**Task item**
Repeat the entries. Each one must match exactly.

Start of Block

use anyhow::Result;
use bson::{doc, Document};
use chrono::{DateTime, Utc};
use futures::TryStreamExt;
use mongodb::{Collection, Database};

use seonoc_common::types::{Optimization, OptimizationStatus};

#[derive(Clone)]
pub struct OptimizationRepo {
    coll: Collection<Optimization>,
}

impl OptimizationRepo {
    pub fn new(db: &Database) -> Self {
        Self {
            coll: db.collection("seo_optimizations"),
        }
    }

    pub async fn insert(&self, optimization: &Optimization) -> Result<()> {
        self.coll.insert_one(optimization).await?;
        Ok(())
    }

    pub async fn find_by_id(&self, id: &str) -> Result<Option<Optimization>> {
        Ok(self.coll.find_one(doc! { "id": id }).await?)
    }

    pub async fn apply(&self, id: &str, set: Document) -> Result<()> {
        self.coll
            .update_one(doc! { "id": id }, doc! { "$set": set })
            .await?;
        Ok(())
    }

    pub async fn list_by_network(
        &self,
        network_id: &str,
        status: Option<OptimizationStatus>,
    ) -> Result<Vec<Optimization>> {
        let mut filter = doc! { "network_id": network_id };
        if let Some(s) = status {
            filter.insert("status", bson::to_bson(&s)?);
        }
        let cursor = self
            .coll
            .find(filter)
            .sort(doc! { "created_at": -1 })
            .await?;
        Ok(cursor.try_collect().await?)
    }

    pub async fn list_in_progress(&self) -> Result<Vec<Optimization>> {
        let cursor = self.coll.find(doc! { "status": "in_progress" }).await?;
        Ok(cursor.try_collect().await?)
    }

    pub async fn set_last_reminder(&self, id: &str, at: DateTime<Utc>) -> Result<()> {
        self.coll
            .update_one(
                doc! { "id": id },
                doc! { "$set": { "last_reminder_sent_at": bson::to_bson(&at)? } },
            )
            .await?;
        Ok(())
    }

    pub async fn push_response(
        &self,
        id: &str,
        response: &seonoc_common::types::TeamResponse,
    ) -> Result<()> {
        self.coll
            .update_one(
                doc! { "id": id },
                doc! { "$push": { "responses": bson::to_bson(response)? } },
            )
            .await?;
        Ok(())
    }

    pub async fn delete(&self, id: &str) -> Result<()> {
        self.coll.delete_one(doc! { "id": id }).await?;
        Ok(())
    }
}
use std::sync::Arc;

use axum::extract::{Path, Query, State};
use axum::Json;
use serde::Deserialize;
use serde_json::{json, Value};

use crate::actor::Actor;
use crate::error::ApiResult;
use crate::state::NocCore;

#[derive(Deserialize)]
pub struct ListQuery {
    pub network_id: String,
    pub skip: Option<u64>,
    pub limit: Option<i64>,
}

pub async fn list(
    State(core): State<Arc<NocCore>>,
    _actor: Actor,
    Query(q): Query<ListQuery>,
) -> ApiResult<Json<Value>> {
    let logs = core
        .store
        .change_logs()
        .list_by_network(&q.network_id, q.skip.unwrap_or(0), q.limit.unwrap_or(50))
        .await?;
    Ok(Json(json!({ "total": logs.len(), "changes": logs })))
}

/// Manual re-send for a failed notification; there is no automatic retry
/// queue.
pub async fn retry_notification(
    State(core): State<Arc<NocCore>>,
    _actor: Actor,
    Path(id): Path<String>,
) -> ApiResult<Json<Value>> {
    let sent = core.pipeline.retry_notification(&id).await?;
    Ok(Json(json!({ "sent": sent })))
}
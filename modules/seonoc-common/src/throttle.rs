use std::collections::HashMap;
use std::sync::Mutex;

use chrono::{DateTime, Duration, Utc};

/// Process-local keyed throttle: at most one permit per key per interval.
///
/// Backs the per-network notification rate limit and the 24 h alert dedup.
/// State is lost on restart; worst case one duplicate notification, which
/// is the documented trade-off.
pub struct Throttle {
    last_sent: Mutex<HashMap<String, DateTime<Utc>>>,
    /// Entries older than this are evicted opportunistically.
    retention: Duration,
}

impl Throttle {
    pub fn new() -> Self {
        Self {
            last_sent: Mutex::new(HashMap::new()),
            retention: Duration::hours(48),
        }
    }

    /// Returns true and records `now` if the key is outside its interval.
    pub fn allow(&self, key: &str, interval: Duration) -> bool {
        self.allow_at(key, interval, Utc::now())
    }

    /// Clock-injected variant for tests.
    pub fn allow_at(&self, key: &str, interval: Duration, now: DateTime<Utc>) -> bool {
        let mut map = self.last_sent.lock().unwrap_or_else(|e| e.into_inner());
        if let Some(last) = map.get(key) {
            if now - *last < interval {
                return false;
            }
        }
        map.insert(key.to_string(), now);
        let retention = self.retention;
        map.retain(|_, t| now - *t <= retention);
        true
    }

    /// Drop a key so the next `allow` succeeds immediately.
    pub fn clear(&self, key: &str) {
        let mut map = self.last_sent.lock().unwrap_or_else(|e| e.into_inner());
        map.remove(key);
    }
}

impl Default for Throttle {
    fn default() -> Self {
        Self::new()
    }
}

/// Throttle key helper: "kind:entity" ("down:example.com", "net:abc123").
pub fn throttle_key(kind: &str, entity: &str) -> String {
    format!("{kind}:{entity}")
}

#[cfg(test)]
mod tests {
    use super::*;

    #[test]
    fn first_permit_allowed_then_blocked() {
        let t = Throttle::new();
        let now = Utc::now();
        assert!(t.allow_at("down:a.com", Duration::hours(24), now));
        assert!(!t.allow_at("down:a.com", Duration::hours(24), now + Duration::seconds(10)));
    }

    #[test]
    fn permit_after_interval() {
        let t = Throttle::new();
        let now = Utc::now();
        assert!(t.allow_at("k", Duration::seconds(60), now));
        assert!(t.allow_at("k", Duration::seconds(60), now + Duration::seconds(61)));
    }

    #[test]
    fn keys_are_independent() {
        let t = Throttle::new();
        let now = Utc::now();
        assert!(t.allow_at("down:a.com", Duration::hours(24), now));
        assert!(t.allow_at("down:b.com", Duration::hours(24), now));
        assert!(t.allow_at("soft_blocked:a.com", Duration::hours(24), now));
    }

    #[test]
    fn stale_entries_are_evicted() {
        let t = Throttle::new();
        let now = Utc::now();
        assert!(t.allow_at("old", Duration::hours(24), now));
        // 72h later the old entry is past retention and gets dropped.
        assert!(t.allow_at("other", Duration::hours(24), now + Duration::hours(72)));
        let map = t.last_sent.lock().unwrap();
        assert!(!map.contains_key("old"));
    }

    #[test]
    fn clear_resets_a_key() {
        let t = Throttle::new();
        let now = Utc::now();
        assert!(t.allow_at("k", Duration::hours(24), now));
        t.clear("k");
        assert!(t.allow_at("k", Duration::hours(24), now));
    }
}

End of Block

**Your response**
use anyhow::Result;
use bson::{doc, Document};
use chrono::{DateTime, Utc};
use futures::TryStreamExt;
use mongodb::{Collection, Database};

use seonoc_common::types::{Optimization, OptimizationStatus};

#[derive(Clone)]
pub struct OptimizationRepo {
    coll: Collection<Optimization>,
}

impl OptimizationRepo {
    pub fn new(db: &Database) -> Self {
        Self {
            coll: db.collection("seo_optimizations"),
        }
    }

    pub async fn insert(&self, optimization: &Optimization) -> Result<()> {
        self.coll.insert_one(optimization).await?;
        Ok(())
    }

    pub async fn find_by_id(&self, id: &str) -> Result<Option<Optimization>> {
        Ok(self.coll.find_one(doc! { "id": id }).await?)
    }

    pub async fn apply(&self, id: &str, set: Document) -> Result<()> {
        self.coll
            .update_one(doc! { "id": id }, doc! { "$set": set })
            .await?;
        Ok(())
    }

    pub async fn list_by_network(
        &self,
        network_id: &str,
        status: Option<OptimizationStatus>,
    ) -> Result<Vec<Optimization>> {
        let mut filter = doc! { "network_id": network_id };
        if let Some(s) = status {
            filter.insert("status", bson::to_bson(&s)?);
        }
        let cursor = self
            .coll
            .find(filter)
            .sort(doc! { "created_at": -1 })
            .await?;
        Ok(cursor.try_collect().await?)
    }

    pub async fn list_in_progress(&self) -> Result<Vec<Optimization>> {
        let cursor = self.coll.find(doc! { "status": "in_progress" }).await?;
        Ok(cursor.try_collect().await?)
    }

    pub async fn set_last_reminder(&self, id: &str, at: DateTime<Utc>) -> Result<()> {
        self.coll
            .update_one(
                doc! { "id": id },
                doc! { "$set": { "last_reminder_sent_at": bson::to_bson(&at)? } },
            )
            .await?;
        Ok(())
    }

    pub async fn push_response(
        &self,
        id: &str,
        response: &seonoc_common::types::TeamResponse,
    ) -> Result<()> {
        self.coll
            .update_one(
                doc! { "id": id },
                doc! { "$push": { "responses": bson::to_bson(response)? } },
            )
            .await?;
        Ok(())
    }

    pub async fn delete(&self, id: &str) -> Result<()> {
        self.coll.delete_one(doc! { "id": id }).await?;
        Ok(())
    }
}
use std::sync::Arc;

use axum::extract::{Path, Query, State};
use axum::Json;
use serde::Deserialize;
use serde_json::{json, Value};

use crate::actor::Actor;
use crate::error::ApiResult;
use crate::state::NocCore;

#[derive(Deserialize)]
pub struct ListQuery {
    pub network_id: String,
    pub skip: Option<u64>,
    pub limit: Option<i64>,
}

pub async fn list(
    State(core): State<Arc<NocCore>>,
    _actor: Actor,
    Query(q): Query<ListQuery>,
) -> ApiResult<Json<Value>> {
    let logs = core
        .store
        .change_logs()
        .list_by_network(&q.network_id, q.skip.unwrap_or(0), q.limit.unwrap_or(50))
        .await?;
    Ok(Json(json!({ "total": logs.len(), "changes": logs })))
}

/// Manual re-send for a failed notification; there is no automatic retry
/// queue.
pub async fn retry_notification(
    State(core): State<Arc<NocCore>>,
    _actor: Actor,
    Path(id): Path<String>,
) -> ApiResult<Json<Value>> {
    let sent = core.pipeline.retry_notification(&id).await?;
    Ok(Json(json!({ "sent": sent })))
}
filename modules/seonoc-common/src/throttle.rs
use std::collections::HashMap;
use std::sync::Mutex;

use chrono::{DateTime, Duration, Utc};

/// Process-local keyed throttle: at most one permit per key per interval.
///
/// Backs the per-network notification rate limit and the 24 h alert dedup.
/// State is lost on restart; worst case one duplicate notification, which
/// is the documented trade-off.
pub struct Throttle {
    last_sent: Mutex<HashMap<String, DateTime<Utc>>>,
    /// Entries older than this are evicted opportunistically.
    retention: Duration,
}

impl Throttle {
    pub fn new() -> Self {
        Self {
            last_sent: Mutex::new(HashMap::new()),
            retention: Duration::hours(48),
        }
    }

    /// Returns true and records `now` if the key is outside its interval.
    pub fn allow(&self, key: &str, interval: Duration) -> bool {
        self.allow_at(key, interval, Utc::now())
    }

    /// Clock-injected variant for tests.
    pub fn allow_at(&self, key: &str, interval: Duration, now: DateTime<Utc>) -> bool {
        let mut map = self.last_sent.lock().unwrap_or_else(|e| e.into_inner());
        if let Some(last) = map.get(key) {
            if now - *last < interval {
                return false;
            }
        }
        map.insert(key.to_string(), now);
        let retention = self.retention;
        map.retain(|_, t| now - *t <= retention);
        true
    }

    /// Drop a key so the next `allow` succeeds immediately.
    pub fn clear(&self, key: &str) {
        let mut map = self.last_sent.lock().unwrap_or_else(|e| e.into_inner());
        map.remove(key);
    }
}

impl Default for Throttle {
    fn default() -> Self {
        Self::new()
    }
}

/// Throttle key helper: "kind:entity" ("down:example.com", "net:abc123").
pub fn throttle_key(kind: &str, entity: &str) -> String {
    format!("{kind}:{entity}")
}

#[cfg(test)]
mod tests {
    use super::*;

    #[test]
    fn first_permit_allowed_then_blocked() {
        let t = Throttle::new();
        let now = Utc::now();
        assert!(t.allow_at("down:a.com", Duration::hours(24), now));
        assert!(!t.allow_at("down:a.com", Duration::hours(24), now + Duration::seconds(10)));
    }

    #[test]
    fn permit_after_interval() {
        let t = Throttle::new();
        let now = Utc::now();
        assert!(t.allow_at("k", Duration::seconds(60), now));
        assert!(t.allow_at("k", Duration::seconds(60), now + Duration::seconds(61)));
    }

    #[test]
    fn keys_are_independent() {
        let t = Throttle::new();
        let now = Utc::now();
        assert!(t.allow_at("down:a.com", Duration::hours(24), now));
        assert!(t.allow_at("down:b.com", Duration::hours(24), now));
        assert!(t.allow_at("soft_blocked:a.com", Duration::hours(24), now));
    }

    #[test]
    fn stale_entries_are_evicted() {
        let t = Throttle::new();
        let now = Utc::now();
        assert!(t.allow_at("old", Duration::hours(24), now));
        // 72h later the old entry is past retention and gets dropped.
        assert!(t.allow_at("other", Duration::hours(24), now + Duration::hours(72)));
        let map = t.last_sent.lock().unwrap();
        assert!(!map.contains_key("old"));
    }

    #[test]
    fn clear_resets_a_key() {
        let t = Throttle::new();
        let now = Utc::now();
        assert!(t.allow_at("k", Duration::hours(24), now));
        t.clear("k");
        assert!(t.allow_at("k", Duration::hours(24), now));
    }
}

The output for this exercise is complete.